Repeat the lines from the line with "recognised in configuration files" to the line with "# Configuration Format" in the listing below, keeping both end lines and adding nothing.

____ Dataset entries

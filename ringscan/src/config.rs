use config::{Config as ConfigBuilder, File, FileFormat};
use serde::{Deserialize, Serialize};
use std::collections::HashMap;
use std::fmt;
use std::num::NonZeroUsize;
use std::path::{Path, PathBuf};
use std::time::Duration;
use tracing::{debug, warn};

use crate::errors::{ScanError, ScanResult};
use crate::predicate::{ComparisonMode, LengthPredicate};
use crate::ringbuf::MIN_CAPACITY;
use crate::source::DEFAULT_MAX_LINE_LENGTH;

/// Keys recognised in configuration files
const KNOWN_KEYS: &[&str] = &[
    "number_of_producers",
    "number_of_consumers",
    "pointer_array_size",
    "source_file",
    "magic_number_length",
    "search_mode",
    "log_mode",
    "nk",
    "max_line_length",
    "encoding",
    "log_level",
];

/// Configuration for a scanning run.
///
/// # Configuration Locations
///
/// Files are layered, later ones overriding earlier ones:
/// 1. Global `$CONFIG_DIR/ringscan/config.yaml`
/// 2. Local `.ringscan.yaml` in the current directory
/// 3. The file passed on the command line
///
/// # Configuration Format
///
/// ```yaml
/// number_of_producers: 2
/// number_of_consumers: 3
/// # Total slots; one is always kept free
/// pointer_array_size: 16
/// source_file: "input.txt"
/// magic_number_length: 10
/// # -1 less than, 0 equal, 1 greater than
/// search_mode: 0
/// # 0 simplified, 1 full
/// log_mode: 1
/// # Seconds until cancellation; 0 waits for Ctrl-C instead
/// nk: 5
/// ```
///
/// Values may also be quoted strings (`nk: "5"`). Unknown keys are
/// reported and ignored.
#[derive(Debug, Clone, PartialEq, Eq, Serialize, Deserialize)]
pub struct ScanConfig {
    /// Number of producer threads
    #[serde(rename = "number_of_producers")]
    pub producer_count: NonZeroUsize,

    /// Number of consumer threads
    #[serde(rename = "number_of_consumers")]
    pub consumer_count: NonZeroUsize,

    /// Slots in the ring buffer, including the one kept free
    #[serde(rename = "pointer_array_size")]
    pub capacity: usize,

    /// File the producers read from
    #[serde(rename = "source_file")]
    pub source_path: PathBuf,

    /// Length that lines are compared against
    #[serde(rename = "magic_number_length")]
    pub threshold_length: usize,

    #[serde(rename = "search_mode")]
    pub comparison_mode: ComparisonMode,

    #[serde(rename = "log_mode")]
    pub verbosity: Verbosity,

    /// Run duration in seconds; 0 disables the deadline
    #[serde(rename = "nk", default)]
    pub deadline_seconds: u64,

    /// Longer lines are truncated to this many bytes
    #[serde(default = "default_max_line_length")]
    pub max_line_length: usize,

    /// How to handle invalid UTF-8 in the source
    #[serde(default)]
    pub encoding: EncodingMode,

    /// Log level (trace, debug, info, warn, error)
    #[serde(default = "default_log_level")]
    pub log_level: String,
}

/// How much progress output workers produce.
///
/// Written as `0` (simplified) or `1` (full) in configuration files.
#[derive(Debug, Clone, Copy, PartialEq, Eq, Serialize, Deserialize)]
#[serde(try_from = "i64", into = "i64")]
pub enum Verbosity {
    /// Slot traces and worker lifecycle as well as matches
    Full,
    /// Only matches
    Simplified,
}

impl Verbosity {
    pub fn is_full(self) -> bool {
        matches!(self, Verbosity::Full)
    }
}

impl TryFrom<i64> for Verbosity {
    type Error = ScanError;

    fn try_from(code: i64) -> Result<Self, Self::Error> {
        match code {
            0 => Ok(Verbosity::Simplified),
            1 => Ok(Verbosity::Full),
            other => Err(ScanError::config_error(format!(
                "log_mode must be 0 or 1, got {}",
                other
            ))),
        }
    }
}

impl From<Verbosity> for i64 {
    fn from(verbosity: Verbosity) -> Self {
        match verbosity {
            Verbosity::Simplified => 0,
            Verbosity::Full => 1,
        }
    }
}

impl fmt::Display for Verbosity {
    fn fmt(&self, f: &mut fmt::Formatter<'_>) -> fmt::Result {
        match self {
            Verbosity::Full => write!(f, "full"),
            Verbosity::Simplified => write!(f, "simplified"),
        }
    }
}

/// How to handle invalid UTF-8 sequences in the source
#[derive(Debug, Clone, Copy, PartialEq, Eq, Default, Serialize, Deserialize)]
#[serde(rename_all = "lowercase")]
pub enum EncodingMode {
    /// Abort the run on the first invalid line
    FailFast,
    /// Replace invalid sequences with U+FFFD
    #[default]
    Lossy,
}

/// Values given on the command line; `None` keeps the file's value
#[derive(Debug, Clone, Default, PartialEq, Eq)]
pub struct ConfigOverrides {
    pub producer_count: Option<NonZeroUsize>,
    pub consumer_count: Option<NonZeroUsize>,
    pub capacity: Option<usize>,
    pub deadline: Option<Duration>,
    pub verbose: bool,
    pub log_level: Option<String>,
}

fn default_max_line_length() -> usize {
    DEFAULT_MAX_LINE_LENGTH
}

fn default_log_level() -> String {
    "warn".to_string()
}

impl ScanConfig {
    /// Loads configuration from the default locations
    pub fn load() -> ScanResult<Self> {
        Self::load_from(None)
    }

    /// Loads configuration, layering `config_path` over the default locations.
    /// The explicit file is parsed as YAML whatever its extension.
    pub fn load_from(config_path: Option<&Path>) -> ScanResult<Self> {
        let mut builder = ConfigBuilder::builder();

        let defaults = [
            // Global config
            dirs::config_dir().map(|p| p.join("ringscan/config.yaml")),
            // Local config
            Some(PathBuf::from(".ringscan.yaml")),
        ];
        for path in defaults.iter().flatten() {
            if path.exists() {
                debug!("Layering config file {}", path.display());
                builder = builder.add_source(File::new(&path.to_string_lossy(), FileFormat::Yaml));
            }
        }

        if let Some(path) = config_path {
            if !path.exists() {
                return Err(ScanError::file_not_found(path));
            }
            builder = builder.add_source(
                File::new(&path.to_string_lossy(), FileFormat::Yaml).required(true),
            );
        }

        let built = builder.build()?;
        let table: HashMap<String, config::Value> = built.clone().try_deserialize()?;
        warn_unknown_keys(table.keys());

        let config: ScanConfig = built.try_deserialize()?;
        Ok(config)
    }

    /// Merges CLI arguments with configuration file values
    pub fn merge_with_cli(mut self, cli: &ConfigOverrides) -> Self {
        // CLI values take precedence over config file values
        if let Some(count) = cli.producer_count {
            self.producer_count = count;
        }
        if let Some(count) = cli.consumer_count {
            self.consumer_count = count;
        }
        if let Some(capacity) = cli.capacity {
            self.capacity = capacity;
        }
        if let Some(deadline) = cli.deadline {
            // Round partial seconds up so a short deadline never becomes "none"
            self.deadline_seconds = deadline
                .as_secs()
                .saturating_add(u64::from(deadline.subsec_nanos() > 0));
        }
        if cli.verbose {
            self.verbosity = Verbosity::Full;
        }
        if let Some(level) = &cli.log_level {
            self.log_level = level.clone();
        }
        self
    }

    /// Checks the ranges serde cannot express
    pub fn validate(&self) -> ScanResult<()> {
        if self.capacity < MIN_CAPACITY {
            return Err(ScanError::config_error(format!(
                "pointer_array_size must be at least {}, got {}",
                MIN_CAPACITY, self.capacity
            )));
        }
        if self.max_line_length == 0 {
            return Err(ScanError::config_error("max_line_length must be positive"));
        }
        if self.source_path.as_os_str().is_empty() {
            return Err(ScanError::config_error("source_file must not be empty"));
        }
        Ok(())
    }

    /// The predicate consumers apply to each line
    pub fn predicate(&self) -> LengthPredicate {
        LengthPredicate::new(self.threshold_length, self.comparison_mode)
    }

    /// `None` when the run waits for an interrupt instead of a timer
    pub fn deadline(&self) -> Option<Duration> {
        (self.deadline_seconds > 0).then(|| Duration::from_secs(self.deadline_seconds))
    }

    /// Renders the effective configuration in the file format
    pub fn to_yaml(&self) -> ScanResult<String> {
        Ok(serde_yaml::to_string(self)?)
    }
}

fn warn_unknown_keys<'a>(keys: impl Iterator<Item = &'a String>) {
    for key in keys {
        if !KNOWN_KEYS.contains(&key.as_str()) {
            warn!("Unknown key in config file: {}", key);
        }
    }
}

________

--- Exercise response ---
/// Keys recognised in configuration files
const KNOWN_KEYS: &[&str] = &[
    "number_of_producers",
    "number_of_consumers",
    "pointer_array_size",
    "source_file",
    "magic_number_length",
    "search_mode",
    "log_mode",
    "nk",
    "max_line_length",
    "encoding",
    "log_level",
];

/// Configuration for a scanning run.
///
/// # Configuration Locations
///
/// Files are layered, later ones overriding earlier ones:
/// 1. Global `$CONFIG_DIR/ringscan/config.yaml`
/// 2. Local `.ringscan.yaml` in the current directory
/// 3. The file passed on the command line
///
/// # Configuration Format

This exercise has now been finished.